### Exercise goal
Below are some records. Return exactly the lines from the one containing "assert_eq!(decode(&encode(&value)), expected);" through the one containing "assert_eq!(normalize_key(name), expected);", both included, and only those.

--- Records Enclosed Below ---

//! Document and arena storage.
//!
//! The [`Document`] owns a [`Tree`] arena shared (via `Rc<RefCell<..>>`) with
//! every [`Node`] handle created from it. Nodes are never deallocated while the
//! document is alive: a removed subtree simply becomes detached, which mirrors
//! how the browser keeps removed nodes reachable from mutation records.

use std::cell::RefCell;
use std::fmt;
use std::rc::Rc;

use tokio::sync::mpsc::UnboundedSender;

use crate::error::DomResult;
use crate::node::{Element, Node, NodeId};
use crate::observer::{MutationObserver, MutationRecord, ObserveOptions, Registration};
use crate::selector::Selector;

/// Tag name of the implicit document body.
pub const BODY_TAG: &str = "body";

/// Payload of a single arena slot.
#[derive(Debug, Clone)]
pub(crate) enum NodeKind {
	/// Element with a lower-cased tag name and ordered attributes.
	Element {
		tag: String,
		attributes: Vec<(String, String)>,
	},
	/// Text node.
	Text(String),
}

/// Arena slot.
#[derive(Debug, Clone)]
pub(crate) struct NodeData {
	pub(crate) kind: NodeKind,
	pub(crate) parent: Option<NodeId>,
	pub(crate) children: Vec<NodeId>,
}

impl NodeData {
	pub(crate) fn attribute(&self, name: &str) -> Option<&str> {
		match &self.kind {
			NodeKind::Element { attributes, .. } => attributes
				.iter()
				.find(|(key, _)| key == name)
				.map(|(_, value)| value.as_str()),
			NodeKind::Text(_) => None,
		}
	}

	pub(crate) fn tag(&self) -> Option<&str> {
		match &self.kind {
			NodeKind::Element { tag, .. } => Some(tag),
			NodeKind::Text(_) => None,
		}
	}
}

/// Arena holding every node of a document plus the observer registrations.
pub(crate) struct Tree {
	pub(crate) nodes: Vec<NodeData>,
	pub(crate) registrations: Vec<Registration>,
	pub(crate) body: NodeId,
	next_registration: u64,
}

impl Tree {
	fn new() -> Self {
		let mut tree = Self {
			nodes: Vec::new(),
			registrations: Vec::new(),
			body: NodeId(0),
			next_registration: 0,
		};
		tree.body = tree.alloc(NodeKind::Element {
			tag: BODY_TAG.to_string(),
			attributes: Vec::new(),
		});
		tree
	}

	pub(crate) fn alloc(&mut self, kind: NodeKind) -> NodeId {
		let id = NodeId(self.nodes.len() as u32);
		self.nodes.push(NodeData {
			kind,
			parent: None,
			children: Vec::new(),
		});
		id
	}

	pub(crate) fn data(&self, id: NodeId) -> &NodeData {
		&self.nodes[id.index()]
	}

	pub(crate) fn data_mut(&mut self, id: NodeId) -> &mut NodeData {
		&mut self.nodes[id.index()]
	}

	/// Returns true when `ancestor` is `node` or one of its ancestors.
	pub(crate) fn is_inclusive_ancestor(&self, ancestor: NodeId, node: NodeId) -> bool {
		let mut current = Some(node);
		while let Some(id) = current {
			if id == ancestor {
				return true;
			}
			current = self.data(id).parent;
		}
		false
	}

	/// Pre-order descendants of `id`, excluding `id` itself.
	pub(crate) fn descendants(&self, id: NodeId) -> Vec<NodeId> {
		let mut out = Vec::new();
		let mut stack: Vec<NodeId> = self.data(id).children.iter().rev().copied().collect();
		while let Some(next) = stack.pop() {
			out.push(next);
			stack.extend(self.data(next).children.iter().rev().copied());
		}
		out
	}

	pub(crate) fn text_content(&self, id: NodeId) -> String {
		match &self.data(id).kind {
			NodeKind::Text(text) => text.clone(),
			NodeKind::Element { .. } => self
				.descendants(id)
				.into_iter()
				.filter_map(|child| match &self.data(child).kind {
					NodeKind::Text(text) => Some(text.as_str()),
					NodeKind::Element { .. } => None,
				})
				.collect(),
		}
	}

	pub(crate) fn register(
		&mut self,
		target: NodeId,
		options: ObserveOptions,
		sender: UnboundedSender<MutationRecord>,
	) -> u64 {
		let id = self.next_registration;
		self.next_registration += 1;
		self.registrations.push(Registration {
			id,
			target,
			options,
			sender,
		});
		id
	}

	pub(crate) fn unregister(&mut self, id: u64) -> bool {
		let before = self.registrations.len();
		self.registrations.retain(|registration| registration.id != id);
		before != self.registrations.len()
	}

	/// Senders of every registration interested in a record targeting `target`.
	pub(crate) fn interested(
		&self,
		target: NodeId,
		attributes: bool,
	) -> Vec<UnboundedSender<MutationRecord>> {
		self.registrations
			.iter()
			.filter(|registration| {
				let wanted = if attributes {
					registration.options.attributes
				} else {
					registration.options.child_list
				};
				let in_scope = registration.target == target
					|| (registration.options.subtree
						&& self.is_inclusive_ancestor(registration.target, target));
				wanted && in_scope
			})
			.map(|registration| registration.sender.clone())
			.collect()
	}
}

/// A live document.
///
/// Cloning a `Document` is cheap and yields another handle to the same tree.
#[derive(Clone)]
pub struct Document {
	tree: Rc<RefCell<Tree>>,
}

impl Document {
	/// Creates an empty document containing only a `<body>` element.
	pub fn new() -> Self {
		Self {
			tree: Rc::new(RefCell::new(Tree::new())),
		}
	}

	pub(crate) fn from_tree(tree: Rc<RefCell<Tree>>) -> Self {
		Self { tree }
	}

	/// Returns the `<body>` element.
	pub fn body(&self) -> Element {
		let body = self.tree.borrow().body;
		Element::from_node(Node::new(self.tree.clone(), body))
	}

	/// Creates a detached element.
	///
	/// # Arguments
	///
	/// * `tag` - Tag name, stored lower-cased
	pub fn create_element(&self, tag: &str) -> Element {
		let id = self.tree.borrow_mut().alloc(NodeKind::Element {
			tag: tag.to_ascii_lowercase(),
			attributes: Vec::new(),
		});
		Element::from_node(Node::new(self.tree.clone(), id))
	}

	/// Creates a detached text node.
	pub fn create_text_node(&self, text: &str) -> Node {
		let id = self
			.tree
			.borrow_mut()
			.alloc(NodeKind::Text(text.to_string()));
		Node::new(self.tree.clone(), id)
	}

	/// Returns the first element below `<body>` matching `selector`.
	///
	/// # Errors
	///
	/// Returns an error if the selector cannot be parsed.
	pub fn query_selector(&self, selector: &str) -> DomResult<Option<Element>> {
		self.body().query_selector(selector)
	}

	/// Returns every element below `<body>` matching `selector`, in document order.
	///
	/// # Errors
	///
	/// Returns an error if the selector cannot be parsed.
	pub fn query_selector_all(&self, selector: &str) -> DomResult<Vec<Element>> {
		self.body().query_selector_all(selector)
	}

	/// Starts observing `target` and returns the observer handle.
	///
	/// Records are queued from the moment this returns. Dropping the returned
	/// observer disconnects it.
	pub fn observe(&self, target: &Node, options: ObserveOptions) -> MutationObserver {
		MutationObserver::attach(&self.tree, target.id(), options)
	}

	/// Compiles a selector, for callers that match repeatedly.
	///
	/// # Errors
	///
	/// Returns an error if the selector cannot be parsed.
	pub fn selector(&self, selector: &str) -> DomResult<Selector> {
		Selector::parse(selector)
	}

	/// Returns true when both handles refer to the same document.
	pub fn ptr_eq(&self, other: &Document) -> bool {
		Rc::ptr_eq(&self.tree, &other.tree)
	}
}

impl Default for Document {
	fn default() -> Self {
		Self::new()
	}
}

impl fmt::Debug for Document {
	fn fmt(&self, f: &mut fmt::Formatter<'_>) -> fmt::Result {
		let tree = self.tree.borrow();
		f.debug_struct("Document")
			.field("nodes", &tree.nodes.len())
			.field("observers", &tree.registrations.len())
			.finish()
	}
}
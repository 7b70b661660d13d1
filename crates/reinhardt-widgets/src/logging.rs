//! Lifecycle logging.
//!
//! Info-level lifecycle messages (mounted, destroyed, cancelled, observer
//! started and stopped) are only emitted when the `logs` setting is on.
//! Warnings and errors go straight through `tracing` and are never gated.
//!
//! ## Example
//!
//! ```ignore
//! lifecycle_log!(settings, widget = %name, id = %id, "widget mounted");
//! ```

/// Emits an info event when `settings.logs` is enabled.
///
/// # Arguments
///
/// * `$settings` - Anything with a boolean `logs` field
/// * The remaining tokens are passed to `tracing::info!` unchanged
macro_rules! lifecycle_log {
	($settings:expr, $($arg:tt)+) => {{
		if $settings.logs {
			tracing::info!($($arg)+);
		}
	}};
}

pub(crate) use lifecycle_log;

#[cfg(test)]
mod tests {
	use super::lifecycle_log;
	use crate::settings::WidgetsSettings;
	use rstest::rstest;

	#[rstest]
	#[case(true)]
	#[case(false)]
	fn test_lifecycle_log_compiles_with_fields(#[case] logs: bool) {
		let settings = WidgetsSettings {
			logs,
			..WidgetsSettings::default()
		};
		let name = "greeter";

		lifecycle_log!(settings, widget = %name, lazy = false, "widget mounted");
		lifecycle_log!(&settings, "Observing widget root {:?}", "main");
	}
}
//! Props extracted from prefixed element attributes.
//!
//! Every attribute whose name starts with the configured prefix (`:` by
//! default) becomes one prop: the remainder of the name is normalized with
//! [`normalize_key`] and the value is decoded with [`decode`].
//!
//! ```text
//! <div data-widget="greeter" :name="Ada" :max-items="3" :tags="['a','b']">
//!
//! Props { name: "Ada", max_items: 3, tags: ["a", "b"] }
//! ```

use std::collections::BTreeMap;
use std::collections::btree_map;

use reinhardt_dom::Element;
use serde::de::DeserializeOwned;
use serde_json::{Map, Value};

use crate::codec::{attribute_suffix, decode, normalize_key};

/// Typed prop values keyed by normalized prop name.
#[derive(Debug, Clone, Default, PartialEq)]
pub struct Props {
	values: BTreeMap<String, Value>,
}

impl Props {
	/// Creates an empty props object.
	pub fn new() -> Self {
		Self::default()
	}

	/// Returns the value of `key`.
	pub fn get(&self, key: &str) -> Option<&Value> {
		self.values.get(key)
	}

	/// Returns `key` deserialized into `T`, or `None` when absent or of another
	/// shape.
	///
	/// # Example
	///
	/// ```ignore
	/// let count: Option<u32> = props.get_as("count");
	/// ```
	pub fn get_as<T: DeserializeOwned>(&self, key: &str) -> Option<T> {
		self.values
			.get(key)
			.and_then(|value| serde_json::from_value(value.clone()).ok())
	}

	/// Returns `key` when it holds a string.
	pub fn get_str(&self, key: &str) -> Option<&str> {
		self.values.get(key).and_then(Value::as_str)
	}

	/// Inserts a value, returning the previous one.
	pub fn insert(&mut self, key: impl Into<String>, value: impl Into<Value>) -> Option<Value> {
		self.values.insert(key.into(), value.into())
	}

	/// Removes a value.
	pub fn remove(&mut self, key: &str) -> Option<Value> {
		self.values.remove(key)
	}

	/// Returns true when `key` is present.
	pub fn contains_key(&self, key: &str) -> bool {
		self.values.contains_key(key)
	}

	/// Number of props.
	pub fn len(&self) -> usize {
		self.values.len()
	}

	/// Returns true when there are no props.
	pub fn is_empty(&self) -> bool {
		self.values.is_empty()
	}

	/// Iterates over props in key order.
	pub fn iter(&self) -> btree_map::Iter<'_, String, Value> {
		self.values.iter()
	}

	/// Iterates over prop keys in order.
	pub fn keys(&self) -> btree_map::Keys<'_, String, Value> {
		self.values.keys()
	}

	/// Deserializes all props into a typed struct.
	///
	/// # Errors
	///
	/// Returns the deserializer error when the props do not fit `T`.
	///
	/// # Example
	///
	/// ```ignore
	/// #[derive(Deserialize)]
	/// struct CounterProps {
	///     start: i64,
	///     #[serde(default)]
	///     step: Option<i64>,
	/// }
	///
	/// let props: CounterProps = ctx.props().snapshot().deserialize()?;
	/// ```
	pub fn deserialize<T: DeserializeOwned>(&self) -> Result<T, serde_json::Error> {
		serde_json::from_value(self.to_value())
	}

	/// Returns the props as a JSON object.
	pub fn to_value(&self) -> Value {
		Value::Object(
			self.values
				.iter()
				.map(|(key, value)| (key.clone(), value.clone()))
				.collect::<Map<String, Value>>(),
		)
	}
}

impl<K: Into<String>, V: Into<Value>> FromIterator<(K, V)> for Props {
	fn from_iter<I: IntoIterator<Item = (K, V)>>(iter: I) -> Self {
		Self {
			values: iter
				.into_iter()
				.map(|(key, value)| (key.into(), value.into()))
				.collect(),
		}
	}
}

impl<'a> IntoIterator for &'a Props {
	type Item = (&'a String, &'a Value);
	type IntoIter = btree_map::Iter<'a, String, Value>;

	fn into_iter(self) -> Self::IntoIter {
		self.values.iter()
	}
}

/// Mapping between prop keys and the attribute names they come from.
///
/// Attribute names are remembered per key so that writeback targets the same
/// attribute the prop was read from. Keys created at runtime are written as
/// `<prefix><key>` with `_` turned into `-`.
#[derive(Debug, Clone, PartialEq, Eq)]
pub struct PropAttributes {
	prefix: String,
	names: BTreeMap<String, String>,
}

impl PropAttributes {
	/// Creates an empty mapping for `prefix`.
	pub fn new(prefix: impl Into<String>) -> Self {
		Self {
			prefix: prefix.into(),
			names: BTreeMap::new(),
		}
	}

	/// Reads every prefixed attribute of `element`.
	///
	/// # Arguments
	///
	/// * `element` - Element to read
	/// * `prefix` - Prop attribute prefix, `:` by default
	pub fn collect(element: &Element, prefix: &str) -> (Props, Self) {
		let mut mapping = Self::new(prefix);
		let mut props = Props::new();
		for (name, raw) in element.attributes() {
			if let Some(key) = mapping.key_for(&name) {
				props.insert(key.clone(), decode(&raw));
				mapping.names.insert(key, name);
			}
		}
		(props, mapping)
	}

	/// The prop attribute prefix.
	pub fn prefix(&self) -> &str {
		&self.prefix
	}

	/// Returns the prop key for `attribute`, or `None` when it is not a prop
	/// attribute.
	pub fn key_for(&self, attribute: &str) -> Option<String> {
		attribute
			.strip_prefix(self.prefix.as_str())
			.filter(|rest| !rest.is_empty())
			.map(normalize_key)
	}

	/// Returns the attribute name that holds `key`.
	pub fn attribute_for(&self, key: &str) -> String {
		self.names
			.get(key)
			.cloned()
			.unwrap_or_else(|| format!("{}{}", self.prefix, attribute_suffix(key)))
	}

	/// Records that `key` lives in `attribute`.
	pub fn remember(&mut self, key: impl Into<String>, attribute: impl Into<String>) {
		self.names.insert(key.into(), attribute.into());
	}

	/// Every known `(key, attribute)` pair.
	pub fn known(&self) -> impl Iterator<Item = (&str, &str)> {
		self.names
			.iter()
			.map(|(key, name)| (key.as_str(), name.as_str()))
	}
}

#[cfg(test)]
mod tests {
	use super::*;
	use reinhardt_dom::{Document, WidgetBuilder};
	use rstest::{fixture, rstest};
	use serde::Deserialize;
	use serde_json::json;

	#[fixture]
	fn document() -> Document {
		Document::new()
	}

	#[rstest]
	fn test_collect_prefixed_attributes(document: Document) {
		let element = WidgetBuilder::new()
			.name("counter")
			.prop("start", "5")
			.prop("Max-Items", "10")
			.prop("label", "Clicks")
			.prop("tags", "['a', 'b']")
			.build(&document);
		element.set_attribute("class", "ignored");

		let (props, mapping) = PropAttributes::collect(&element, ":");

		assert_eq!(props.len(), 4);
		assert_eq!(props.get("start"), Some(&json!(5)));
		assert_eq!(props.get("max_items"), Some(&json!(10)));
		assert_eq!(props.get_str("label"), Some("Clicks"));
		assert_eq!(props.get("tags"), Some(&json!(["a", "b"])));
		assert_eq!(mapping.attribute_for("max_items"), ":max-items");
		assert_eq!(mapping.attribute_for("new_key"), ":new-key");
	}

	#[rstest]
	fn test_custom_prefix(document: Document) {
		let element = WidgetBuilder::new()
			.prop_prefix("data-prop-")
			.prop("open", "true")
			.build(&document);
		element.set_attribute(":ignored", "1");

		let (props, mapping) = PropAttributes::collect(&element, "data-prop-");

		assert_eq!(props.get("open"), Some(&json!(true)));
		assert!(!props.contains_key("ignored"));
		assert_eq!(mapping.key_for("data-prop-"), None);
		assert_eq!(mapping.key_for("data-widget"), None);
	}

	#[rstest]
	fn test_typed_access() {
		#[derive(Debug, Deserialize, PartialEq)]
		struct CounterProps {
			start: i64,
			#[serde(default)]
			step: Option<i64>,
		}

		let props: Props = [("start", json!(3))].into_iter().collect();

		assert_eq!(props.get_as::<i64>("start"), Some(3));
		assert_eq!(props.get_as::<String>("start"), None);
		assert_eq!(
			props.deserialize::<CounterProps>().unwrap(),
			CounterProps {
				start: 3,
				step: None
			}
		);
	}
}
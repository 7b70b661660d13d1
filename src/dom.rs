//! Live document model
//!
//! This module provides access to reinhardt-dom: an in-memory element tree
//! with selector queries and mutation observers.
//!
//! ## Example
//!
//! ```rust,ignore
//! use reinhardt_islands::dom::{Document, ObserveOptions, WidgetBuilder};
//!
//! let document = Document::new();
//! let root = document.create_element("main");
//! document.body().append_child(&root)?;
//!
//! let observer = document.observe(&root, ObserveOptions::child_list().subtree());
//! root.append_child(&WidgetBuilder::new().name("greeter").build(&document))?;
//! assert_eq!(observer.take_records().len(), 1);
//! ```

pub use reinhardt_dom::*;
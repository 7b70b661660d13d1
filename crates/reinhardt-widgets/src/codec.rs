//! Prop codec.
//!
//! Prop attributes are plain strings. [`decode`] turns them into typed
//! [`serde_json::Value`]s, [`encode`] turns values back into attribute text for
//! the writeback path, and [`normalize_key`] maps an attribute name remainder to
//! a snake_case prop key.
//!
//! ## Decoding rules
//!
//! | Input                         | Result                               |
//! |-------------------------------|--------------------------------------|
//! | `{...}` / `[...]`             | JSON, with `'` read as `"`           |
//! | `true` / `false` / `null`     | boolean / null                       |
//! | a finite number               | integer when exact, float otherwise  |
//! | anything else (including `""`)| the original string                  |
//!
//! Numbers form a single numeric type: an integral float such as `5.0`
//! decodes as the integer `5`. A float keeps its numeric value through
//! `decode(encode(v))`, not its integer-or-float representation.
//!
//! String elements of decoded arrays are decoded again, so `"['1', 'true']"`
//! becomes `[1, true]`. Structured text that fails to parse is kept as the
//! original string.

use serde_json::{Number, Value};

/// Largest integer an `f64` represents exactly.
const MAX_SAFE_INTEGER: f64 = 9_007_199_254_740_991.0;

/// Decodes a raw attribute value.
///
/// # Example
///
/// ```ignore
/// assert_eq!(decode("5"), json!(5));
/// assert_eq!(decode("{'a': 1}"), json!({"a": 1}));
/// assert_eq!(decode(""), json!(""));
/// ```
pub fn decode(raw: &str) -> Value {
	if is_structured(raw) {
		return match serde_json::from_str::<Value>(&raw.replace('\'', "\"")) {
			Ok(value) => decode_elements(value),
			Err(error) => {
				tracing::debug!(raw, %error, "structured prop did not parse, keeping text");
				Value::String(raw.to_string())
			}
		};
	}

	match raw {
		"true" => Value::Bool(true),
		"false" => Value::Bool(false),
		"null" => Value::Null,
		_ => decode_number(raw).unwrap_or_else(|| Value::String(raw.to_string())),
	}
}

/// Encodes a value as attribute text.
///
/// Booleans, null, numbers and strings survive a `decode(encode(v))` round
/// trip, except strings that themselves look like another literal
/// (`"true"`, `"5"`). Integral floats come back as integers of equal value.
pub fn encode(value: &Value) -> String {
	match value {
		Value::String(text) => text.clone(),
		Value::Null => "null".to_string(),
		Value::Bool(flag) => flag.to_string(),
		Value::Number(number) => number.to_string(),
		// Serializing a `Value` cannot fail.
		Value::Array(_) | Value::Object(_) => serde_json::to_string(value).unwrap_or_default(),
	}
}

/// Normalizes an attribute name remainder to a prop key.
///
/// Keys are lower-cased and `-` becomes `_`, so `:max-items` yields
/// `max_items`.
pub fn normalize_key(name: &str) -> String {
	name.trim().to_ascii_lowercase().replace('-', "_")
}

/// Attribute name remainder for a prop key, the inverse of [`normalize_key`].
pub fn attribute_suffix(key: &str) -> String {
	key.replace('_', "-")
}

fn is_structured(raw: &str) -> bool {
	(raw.starts_with('{') && raw.ends_with('}')) || (raw.starts_with('[') && raw.ends_with(']'))
}

fn decode_elements(value: Value) -> Value {
	match value {
		Value::Array(items) => Value::Array(
			items
				.into_iter()
				.map(|item| match item {
					Value::String(text) => decode(&text),
					Value::Array(_) => decode_elements(item),
					other => other,
				})
				.collect(),
		),
		other => other,
	}
}

fn decode_number(raw: &str) -> Option<Value> {
	let trimmed = raw.trim();
	if trimmed.is_empty() {
		return None;
	}
	if let Ok(integer) = trimmed.parse::<i64>() {
		return Some(Value::Number(integer.into()));
	}

	// "inf" and "NaN" parse as floats but stay strings.
	let float = trimmed.parse::<f64>().ok().filter(|value| value.is_finite())?;
	if float.fract() == 0.0 && float.abs() <= MAX_SAFE_INTEGER {
		return Some(Value::Number((float as i64).into()));
	}
	Number::from_f64(float).map(Value::Number)
}

#[cfg(test)]
mod tests {
	use super::*;
	use proptest::prelude::*;
	use rstest::rstest;
	use serde_json::json;

	#[rstest]
	#[case("5", json!(5))]
	#[case("-12", json!(-12))]
	#[case("3.25", json!(3.25))]
	#[case(" 7 ", json!(7))]
	#[case("1e3", json!(1000))]
	#[case("true", json!(true))]
	#[case("false", json!(false))]
	#[case("null", json!(null))]
	#[case("hello", json!("hello"))]
	#[case("", json!(""))]
	#[case("  ", json!("  "))]
	#[case("12px", json!("12px"))]
	#[case("inf", json!("inf"))]
	#[case("NaN", json!("NaN"))]
	#[case("True", json!("True"))]
	fn test_decode_scalars(#[case] raw: &str, #[case] expected: Value) {
		assert_eq!(decode(raw), expected);
	}

	#[rstest]
	#[case("{'a': 1}", json!({"a": 1}))]
	#[case("{\"title\": \"Hi\", \"open\": true}", json!({"title": "Hi", "open": true}))]
	#[case("[1, 2, 3]", json!([1, 2, 3]))]
	#[case("['1', 'true', 'x']", json!([1, true, "x"]))]
	#[case("[['2'], {'k': '3'}]", json!([[2], {"k": "3"}]))]
	#[case("[]", json!([]))]
	fn test_decode_structured(#[case] raw: &str, #[case] expected: Value) {
		assert_eq!(decode(raw), expected);
	}

	#[rstest]
	#[case("{not json}")]
	#[case("[1, 2")]
	fn test_malformed_structured_text_is_kept(#[case] raw: &str) {
		assert_eq!(decode(raw), Value::String(raw.to_string()));
	}

	#[rstest]
	#[case(json!(true), "true")]
	#[case(json!(null), "null")]
	#[case(json!(42), "42")]
	#[case(json!(0.5), "0.5")]
	#[case(json!("Ada"), "Ada")]
	#[case(json!([1, "a"]), "[1,\"a\"]")]
	#[case(json!({"a": 1}), "{\"a\":1}")]
	fn test_encode(#[case] value: Value, #[case] expected: &str) {
		assert_eq!(encode(&value), expected);
	}

	#[rstest]
	#[case(json!(5.0), json!(5))]
	#[case(json!(-2.0), json!(-2))]
	#[case(json!(0.5), json!(0.5))]
	#[case(json!(1.0e20), json!(1.0e20))]
	fn test_floats_round_trip_by_value(#[case] value: Value, #[case] expected: Value) {
		assert_eq!(decode(&encode(&value)), expected);
	}

	#[rstest]
	#[case("name", "name")]
	#[case("max-items", "max_items")]
	#[case("Max-Items", "max_items")]
	fn test_normalize_key(#[case] name: &str, #[case] expected: &str) {
		assert_eq!(normalize_key(name), expected);
		assert_eq!(attribute_suffix(&normalize_key(name)), name.to_ascii_lowercase());
	}

	proptest! {
		#[test]
		fn prop_integers_round_trip(value in any::<i64>()) {
			let encoded = encode(&json!(value));
			prop_assert_eq!(decode(&encoded), json!(value));
		}

		#[test]
		fn prop_floats_keep_their_value(value in -1.0e12f64..1.0e12f64) {
			let decoded = decode(&encode(&json!(value)));
			prop_assert_eq!(decoded.as_f64(), Some(value));
			if value.fract() == 0.0 {
				prop_assert!(decoded.is_i64());
			}
		}

		#[test]
		fn prop_booleans_round_trip(value in any::<bool>()) {
			prop_assert_eq!(decode(&encode(&json!(value))), json!(value));
		}

		#[test]
		fn prop_plain_words_decode_to_themselves(word in "[a-zA-Z][a-zA-Z ]{0,12}") {
			prop_assume!(!matches!(word.as_str(), "true" | "false" | "null"));
			prop_assert_eq!(decode(&word), Value::String(word.clone()));
		}
	}
}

--- End of Enclosed Records ---

### Exercise answer
		assert_eq!(decode(&encode(&value)), expected);
	}

	#[rstest]
	#[case("name", "name")]
	#[case("max-items", "max_items")]
	#[case("Max-Items", "max_items")]
	fn test_normalize_key(#[case] name: &str, #[case] expected: &str) {
		assert_eq!(normalize_key(name), expected);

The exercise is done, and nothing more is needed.